Activity >>
Once you find a line containing the word "ahead" in the entries below, copy it.

Stored items
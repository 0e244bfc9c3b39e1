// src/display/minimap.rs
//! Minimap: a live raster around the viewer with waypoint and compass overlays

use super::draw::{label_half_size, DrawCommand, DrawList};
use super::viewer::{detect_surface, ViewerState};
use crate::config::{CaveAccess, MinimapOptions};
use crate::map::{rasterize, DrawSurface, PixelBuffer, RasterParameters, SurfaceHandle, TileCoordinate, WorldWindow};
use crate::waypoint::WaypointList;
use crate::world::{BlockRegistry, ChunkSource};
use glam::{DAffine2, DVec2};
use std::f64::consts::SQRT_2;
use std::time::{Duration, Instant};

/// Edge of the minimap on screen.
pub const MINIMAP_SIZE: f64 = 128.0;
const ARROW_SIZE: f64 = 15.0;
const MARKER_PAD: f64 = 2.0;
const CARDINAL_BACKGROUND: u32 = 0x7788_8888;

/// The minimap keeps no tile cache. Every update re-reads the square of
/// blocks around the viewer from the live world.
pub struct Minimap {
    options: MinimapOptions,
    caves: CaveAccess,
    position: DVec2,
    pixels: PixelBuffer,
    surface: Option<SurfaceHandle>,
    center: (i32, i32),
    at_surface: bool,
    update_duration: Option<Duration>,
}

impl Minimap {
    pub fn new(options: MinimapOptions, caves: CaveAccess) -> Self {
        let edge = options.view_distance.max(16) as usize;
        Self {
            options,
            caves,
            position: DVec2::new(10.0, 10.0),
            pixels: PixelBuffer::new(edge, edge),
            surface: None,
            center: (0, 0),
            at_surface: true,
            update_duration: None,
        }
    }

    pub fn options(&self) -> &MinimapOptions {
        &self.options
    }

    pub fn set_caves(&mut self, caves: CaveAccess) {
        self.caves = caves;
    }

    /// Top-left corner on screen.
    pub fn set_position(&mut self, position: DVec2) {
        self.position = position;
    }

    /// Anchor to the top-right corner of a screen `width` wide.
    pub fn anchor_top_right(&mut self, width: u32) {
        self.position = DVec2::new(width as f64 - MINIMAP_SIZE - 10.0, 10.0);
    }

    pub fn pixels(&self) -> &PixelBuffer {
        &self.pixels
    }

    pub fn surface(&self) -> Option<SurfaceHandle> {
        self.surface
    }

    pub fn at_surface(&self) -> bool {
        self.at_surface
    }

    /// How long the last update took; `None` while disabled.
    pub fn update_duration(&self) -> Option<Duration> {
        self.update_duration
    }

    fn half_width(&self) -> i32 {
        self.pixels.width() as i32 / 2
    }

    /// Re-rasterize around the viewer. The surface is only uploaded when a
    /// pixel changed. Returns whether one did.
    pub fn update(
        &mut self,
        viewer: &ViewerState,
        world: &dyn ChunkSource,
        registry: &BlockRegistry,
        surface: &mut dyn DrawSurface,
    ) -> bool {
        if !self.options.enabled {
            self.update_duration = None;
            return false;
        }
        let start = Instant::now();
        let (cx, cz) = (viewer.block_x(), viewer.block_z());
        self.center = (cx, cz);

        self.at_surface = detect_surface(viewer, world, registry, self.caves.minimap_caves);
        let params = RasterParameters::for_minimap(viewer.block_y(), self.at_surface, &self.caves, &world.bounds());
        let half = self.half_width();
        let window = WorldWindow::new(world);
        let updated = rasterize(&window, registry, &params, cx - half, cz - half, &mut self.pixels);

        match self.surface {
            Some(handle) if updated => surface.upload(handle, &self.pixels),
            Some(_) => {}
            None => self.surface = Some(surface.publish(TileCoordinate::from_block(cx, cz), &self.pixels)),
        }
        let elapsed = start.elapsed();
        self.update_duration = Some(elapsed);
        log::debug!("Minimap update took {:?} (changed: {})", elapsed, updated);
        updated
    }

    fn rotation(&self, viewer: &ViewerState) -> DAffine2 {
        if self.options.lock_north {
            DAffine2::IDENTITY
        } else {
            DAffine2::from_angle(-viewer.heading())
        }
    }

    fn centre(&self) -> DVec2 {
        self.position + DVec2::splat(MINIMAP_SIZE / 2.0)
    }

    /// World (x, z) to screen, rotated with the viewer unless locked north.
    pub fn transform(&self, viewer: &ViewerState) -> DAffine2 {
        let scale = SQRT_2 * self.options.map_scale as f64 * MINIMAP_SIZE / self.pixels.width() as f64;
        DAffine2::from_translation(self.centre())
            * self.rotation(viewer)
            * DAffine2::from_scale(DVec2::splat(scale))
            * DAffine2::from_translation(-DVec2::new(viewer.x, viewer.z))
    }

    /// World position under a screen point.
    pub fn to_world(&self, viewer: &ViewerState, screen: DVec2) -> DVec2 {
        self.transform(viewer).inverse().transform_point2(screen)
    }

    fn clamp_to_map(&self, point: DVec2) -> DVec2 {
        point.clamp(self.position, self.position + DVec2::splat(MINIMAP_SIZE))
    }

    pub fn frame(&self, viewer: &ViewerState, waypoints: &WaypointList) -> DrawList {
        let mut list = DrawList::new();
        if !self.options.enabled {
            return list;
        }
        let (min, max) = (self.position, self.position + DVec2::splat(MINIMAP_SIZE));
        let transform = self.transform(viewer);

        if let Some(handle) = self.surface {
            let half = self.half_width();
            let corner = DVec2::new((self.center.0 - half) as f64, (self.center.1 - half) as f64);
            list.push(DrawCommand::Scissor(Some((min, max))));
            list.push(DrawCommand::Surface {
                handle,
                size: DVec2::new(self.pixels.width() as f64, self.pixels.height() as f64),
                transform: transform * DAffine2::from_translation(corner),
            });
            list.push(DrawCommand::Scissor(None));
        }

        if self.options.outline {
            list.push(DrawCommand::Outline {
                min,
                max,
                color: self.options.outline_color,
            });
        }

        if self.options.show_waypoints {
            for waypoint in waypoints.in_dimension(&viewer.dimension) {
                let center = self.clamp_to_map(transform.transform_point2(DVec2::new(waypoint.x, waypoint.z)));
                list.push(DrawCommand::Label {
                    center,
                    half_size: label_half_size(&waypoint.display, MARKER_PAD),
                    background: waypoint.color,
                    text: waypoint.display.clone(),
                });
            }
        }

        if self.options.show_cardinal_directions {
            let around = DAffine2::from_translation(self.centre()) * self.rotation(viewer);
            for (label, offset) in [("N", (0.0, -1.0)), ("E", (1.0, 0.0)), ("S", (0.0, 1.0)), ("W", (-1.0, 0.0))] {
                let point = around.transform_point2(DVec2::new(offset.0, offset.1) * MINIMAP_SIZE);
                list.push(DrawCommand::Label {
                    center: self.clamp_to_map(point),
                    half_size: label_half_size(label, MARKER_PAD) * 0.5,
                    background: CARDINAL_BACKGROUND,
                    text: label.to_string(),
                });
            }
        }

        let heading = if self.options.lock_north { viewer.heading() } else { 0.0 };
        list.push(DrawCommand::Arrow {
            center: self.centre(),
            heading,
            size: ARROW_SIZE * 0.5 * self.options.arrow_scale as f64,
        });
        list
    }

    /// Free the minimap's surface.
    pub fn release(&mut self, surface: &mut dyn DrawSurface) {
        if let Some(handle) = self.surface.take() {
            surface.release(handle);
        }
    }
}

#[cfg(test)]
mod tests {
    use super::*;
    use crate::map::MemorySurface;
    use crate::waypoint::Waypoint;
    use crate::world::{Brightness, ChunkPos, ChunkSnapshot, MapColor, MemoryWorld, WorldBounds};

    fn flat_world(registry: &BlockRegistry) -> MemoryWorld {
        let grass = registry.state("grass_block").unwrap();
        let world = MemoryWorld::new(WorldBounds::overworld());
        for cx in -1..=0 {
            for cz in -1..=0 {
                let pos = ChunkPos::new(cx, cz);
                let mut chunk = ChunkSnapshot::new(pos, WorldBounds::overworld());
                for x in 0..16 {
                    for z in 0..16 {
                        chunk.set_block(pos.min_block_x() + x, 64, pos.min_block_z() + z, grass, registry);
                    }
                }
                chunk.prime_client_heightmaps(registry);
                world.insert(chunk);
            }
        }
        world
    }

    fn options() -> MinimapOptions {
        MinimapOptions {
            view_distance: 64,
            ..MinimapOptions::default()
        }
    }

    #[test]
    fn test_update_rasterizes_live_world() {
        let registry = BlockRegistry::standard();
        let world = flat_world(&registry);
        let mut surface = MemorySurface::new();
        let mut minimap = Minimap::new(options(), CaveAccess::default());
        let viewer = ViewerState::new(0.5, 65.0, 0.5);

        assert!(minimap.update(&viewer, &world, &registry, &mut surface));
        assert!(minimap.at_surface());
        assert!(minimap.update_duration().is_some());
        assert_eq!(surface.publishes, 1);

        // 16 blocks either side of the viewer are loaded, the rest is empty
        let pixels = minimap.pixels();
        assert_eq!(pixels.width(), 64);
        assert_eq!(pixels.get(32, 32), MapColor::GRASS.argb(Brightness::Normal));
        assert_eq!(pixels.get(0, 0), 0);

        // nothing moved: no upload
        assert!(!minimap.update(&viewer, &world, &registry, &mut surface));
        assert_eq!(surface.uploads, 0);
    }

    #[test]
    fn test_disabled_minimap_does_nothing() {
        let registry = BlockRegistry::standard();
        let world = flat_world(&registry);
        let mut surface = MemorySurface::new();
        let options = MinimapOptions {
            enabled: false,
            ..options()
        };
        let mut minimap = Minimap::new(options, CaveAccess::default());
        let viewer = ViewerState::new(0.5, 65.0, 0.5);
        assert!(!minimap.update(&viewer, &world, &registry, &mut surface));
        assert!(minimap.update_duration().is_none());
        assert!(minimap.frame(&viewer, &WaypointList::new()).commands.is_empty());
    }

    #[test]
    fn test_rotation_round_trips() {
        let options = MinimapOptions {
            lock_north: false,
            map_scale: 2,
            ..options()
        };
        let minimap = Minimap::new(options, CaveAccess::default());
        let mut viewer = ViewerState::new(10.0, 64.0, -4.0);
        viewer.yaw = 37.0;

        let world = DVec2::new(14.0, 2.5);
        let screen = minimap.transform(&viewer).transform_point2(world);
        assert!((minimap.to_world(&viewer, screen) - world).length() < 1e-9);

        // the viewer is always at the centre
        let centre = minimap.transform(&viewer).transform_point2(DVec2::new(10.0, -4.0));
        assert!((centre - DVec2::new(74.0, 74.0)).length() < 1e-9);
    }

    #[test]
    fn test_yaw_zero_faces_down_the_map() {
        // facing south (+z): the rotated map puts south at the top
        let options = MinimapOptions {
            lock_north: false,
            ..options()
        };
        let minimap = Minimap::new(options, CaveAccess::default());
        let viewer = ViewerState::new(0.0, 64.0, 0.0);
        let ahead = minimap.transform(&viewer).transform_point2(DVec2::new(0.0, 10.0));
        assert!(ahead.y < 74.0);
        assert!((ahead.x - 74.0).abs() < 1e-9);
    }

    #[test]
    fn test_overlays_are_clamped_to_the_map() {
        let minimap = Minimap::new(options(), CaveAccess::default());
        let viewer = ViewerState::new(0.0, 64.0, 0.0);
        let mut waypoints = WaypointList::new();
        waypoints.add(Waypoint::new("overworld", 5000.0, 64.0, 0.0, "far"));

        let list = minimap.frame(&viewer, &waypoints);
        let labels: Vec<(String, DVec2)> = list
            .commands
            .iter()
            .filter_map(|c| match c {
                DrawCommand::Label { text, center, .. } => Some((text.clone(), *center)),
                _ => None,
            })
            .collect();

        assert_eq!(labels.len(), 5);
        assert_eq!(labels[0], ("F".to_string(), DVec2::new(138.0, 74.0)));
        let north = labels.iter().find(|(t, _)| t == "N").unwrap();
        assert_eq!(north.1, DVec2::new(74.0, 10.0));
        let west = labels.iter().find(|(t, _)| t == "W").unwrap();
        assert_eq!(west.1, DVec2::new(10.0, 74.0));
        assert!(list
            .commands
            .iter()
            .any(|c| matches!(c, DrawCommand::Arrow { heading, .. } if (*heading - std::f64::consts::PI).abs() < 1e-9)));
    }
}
---
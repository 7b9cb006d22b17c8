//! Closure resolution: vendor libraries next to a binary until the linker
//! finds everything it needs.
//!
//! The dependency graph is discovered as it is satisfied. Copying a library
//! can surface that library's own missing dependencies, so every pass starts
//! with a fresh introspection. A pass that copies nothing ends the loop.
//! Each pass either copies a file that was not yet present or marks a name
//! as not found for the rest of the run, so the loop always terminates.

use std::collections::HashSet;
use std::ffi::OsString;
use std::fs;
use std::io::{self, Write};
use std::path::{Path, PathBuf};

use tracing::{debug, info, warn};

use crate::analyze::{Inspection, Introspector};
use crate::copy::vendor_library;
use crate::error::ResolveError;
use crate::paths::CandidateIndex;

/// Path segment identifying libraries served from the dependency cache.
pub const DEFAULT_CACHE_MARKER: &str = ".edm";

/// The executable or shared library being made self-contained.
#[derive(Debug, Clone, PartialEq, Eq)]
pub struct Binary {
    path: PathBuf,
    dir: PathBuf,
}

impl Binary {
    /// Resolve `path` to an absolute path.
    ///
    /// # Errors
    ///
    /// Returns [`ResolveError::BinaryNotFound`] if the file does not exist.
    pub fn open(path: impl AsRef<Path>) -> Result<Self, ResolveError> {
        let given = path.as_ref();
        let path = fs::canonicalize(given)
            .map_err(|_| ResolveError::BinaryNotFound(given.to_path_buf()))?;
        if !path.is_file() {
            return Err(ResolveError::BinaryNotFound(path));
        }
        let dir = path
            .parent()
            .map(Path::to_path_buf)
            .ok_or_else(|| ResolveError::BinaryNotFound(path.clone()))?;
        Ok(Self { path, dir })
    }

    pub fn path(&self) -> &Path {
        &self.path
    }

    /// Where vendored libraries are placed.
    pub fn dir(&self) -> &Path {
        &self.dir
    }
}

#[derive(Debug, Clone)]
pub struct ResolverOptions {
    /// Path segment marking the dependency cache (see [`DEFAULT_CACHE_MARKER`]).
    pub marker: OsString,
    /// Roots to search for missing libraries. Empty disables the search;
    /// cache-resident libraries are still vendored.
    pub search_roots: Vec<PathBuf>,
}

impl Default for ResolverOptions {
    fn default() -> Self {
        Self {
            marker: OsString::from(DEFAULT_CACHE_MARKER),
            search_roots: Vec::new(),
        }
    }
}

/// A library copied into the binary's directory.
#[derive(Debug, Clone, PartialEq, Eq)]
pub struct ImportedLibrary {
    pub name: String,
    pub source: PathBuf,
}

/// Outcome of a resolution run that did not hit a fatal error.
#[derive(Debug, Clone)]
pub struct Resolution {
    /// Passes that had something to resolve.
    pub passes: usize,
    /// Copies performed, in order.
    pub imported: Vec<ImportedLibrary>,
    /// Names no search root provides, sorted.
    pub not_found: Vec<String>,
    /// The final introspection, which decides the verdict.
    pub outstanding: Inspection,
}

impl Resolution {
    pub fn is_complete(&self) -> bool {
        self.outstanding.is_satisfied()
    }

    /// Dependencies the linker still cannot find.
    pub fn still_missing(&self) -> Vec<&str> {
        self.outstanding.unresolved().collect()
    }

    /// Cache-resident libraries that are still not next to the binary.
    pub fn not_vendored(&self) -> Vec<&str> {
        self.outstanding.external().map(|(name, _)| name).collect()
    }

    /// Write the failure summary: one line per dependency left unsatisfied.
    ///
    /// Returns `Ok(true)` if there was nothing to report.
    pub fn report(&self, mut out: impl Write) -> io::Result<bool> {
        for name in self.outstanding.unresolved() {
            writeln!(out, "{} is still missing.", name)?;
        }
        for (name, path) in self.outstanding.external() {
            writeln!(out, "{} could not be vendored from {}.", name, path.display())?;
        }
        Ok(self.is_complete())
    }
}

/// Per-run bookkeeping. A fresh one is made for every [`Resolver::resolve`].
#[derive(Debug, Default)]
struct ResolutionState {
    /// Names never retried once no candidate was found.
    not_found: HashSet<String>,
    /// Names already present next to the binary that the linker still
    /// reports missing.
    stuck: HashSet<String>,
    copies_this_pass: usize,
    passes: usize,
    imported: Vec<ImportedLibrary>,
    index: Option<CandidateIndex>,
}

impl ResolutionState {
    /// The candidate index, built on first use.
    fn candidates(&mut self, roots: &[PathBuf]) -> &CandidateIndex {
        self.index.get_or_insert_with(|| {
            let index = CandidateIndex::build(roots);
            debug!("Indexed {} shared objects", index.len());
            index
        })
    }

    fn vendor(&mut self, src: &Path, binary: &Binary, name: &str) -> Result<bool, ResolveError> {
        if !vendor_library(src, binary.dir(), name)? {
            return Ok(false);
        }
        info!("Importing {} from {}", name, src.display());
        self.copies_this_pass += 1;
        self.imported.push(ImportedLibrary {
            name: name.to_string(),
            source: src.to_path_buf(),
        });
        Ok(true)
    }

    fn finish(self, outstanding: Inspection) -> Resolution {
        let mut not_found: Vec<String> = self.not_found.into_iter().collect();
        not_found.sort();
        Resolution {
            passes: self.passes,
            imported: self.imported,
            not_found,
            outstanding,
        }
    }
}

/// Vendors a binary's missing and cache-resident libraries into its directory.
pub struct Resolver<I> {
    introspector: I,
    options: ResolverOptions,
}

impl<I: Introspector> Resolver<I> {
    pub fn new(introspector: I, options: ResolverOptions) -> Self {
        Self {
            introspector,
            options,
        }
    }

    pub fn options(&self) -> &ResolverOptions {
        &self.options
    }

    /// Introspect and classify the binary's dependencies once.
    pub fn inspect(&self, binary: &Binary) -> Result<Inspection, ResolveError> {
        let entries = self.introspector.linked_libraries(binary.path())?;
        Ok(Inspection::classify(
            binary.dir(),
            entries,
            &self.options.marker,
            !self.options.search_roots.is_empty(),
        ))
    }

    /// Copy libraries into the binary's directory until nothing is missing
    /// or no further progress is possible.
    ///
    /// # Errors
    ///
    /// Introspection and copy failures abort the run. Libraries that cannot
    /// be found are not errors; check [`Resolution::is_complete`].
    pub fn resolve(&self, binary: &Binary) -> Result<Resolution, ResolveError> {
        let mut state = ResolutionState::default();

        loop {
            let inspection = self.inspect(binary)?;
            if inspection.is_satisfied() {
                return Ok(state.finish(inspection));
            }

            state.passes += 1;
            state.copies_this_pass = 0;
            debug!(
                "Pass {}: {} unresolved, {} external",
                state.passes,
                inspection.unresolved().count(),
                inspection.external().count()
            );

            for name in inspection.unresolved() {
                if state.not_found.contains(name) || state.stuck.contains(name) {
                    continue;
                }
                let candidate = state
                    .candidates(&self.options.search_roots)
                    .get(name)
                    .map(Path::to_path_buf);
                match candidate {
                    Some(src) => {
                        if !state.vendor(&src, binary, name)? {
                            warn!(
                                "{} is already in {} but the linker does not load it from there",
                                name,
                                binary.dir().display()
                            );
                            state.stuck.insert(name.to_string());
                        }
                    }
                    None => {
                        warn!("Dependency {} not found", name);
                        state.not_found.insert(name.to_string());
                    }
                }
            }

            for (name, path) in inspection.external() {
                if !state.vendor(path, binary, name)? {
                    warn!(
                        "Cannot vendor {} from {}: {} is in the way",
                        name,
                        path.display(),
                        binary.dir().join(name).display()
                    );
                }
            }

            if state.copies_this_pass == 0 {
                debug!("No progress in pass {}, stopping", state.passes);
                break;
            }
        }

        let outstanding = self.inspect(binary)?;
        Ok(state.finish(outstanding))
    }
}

Reply >>
        let ahead = minimap.transform(&viewer).transform_point2(DVec2::new(0.0, 10.0));
        assert!(ahead.y < 74.0);
        assert!((ahead.x - 74.0).abs() < 1e-9);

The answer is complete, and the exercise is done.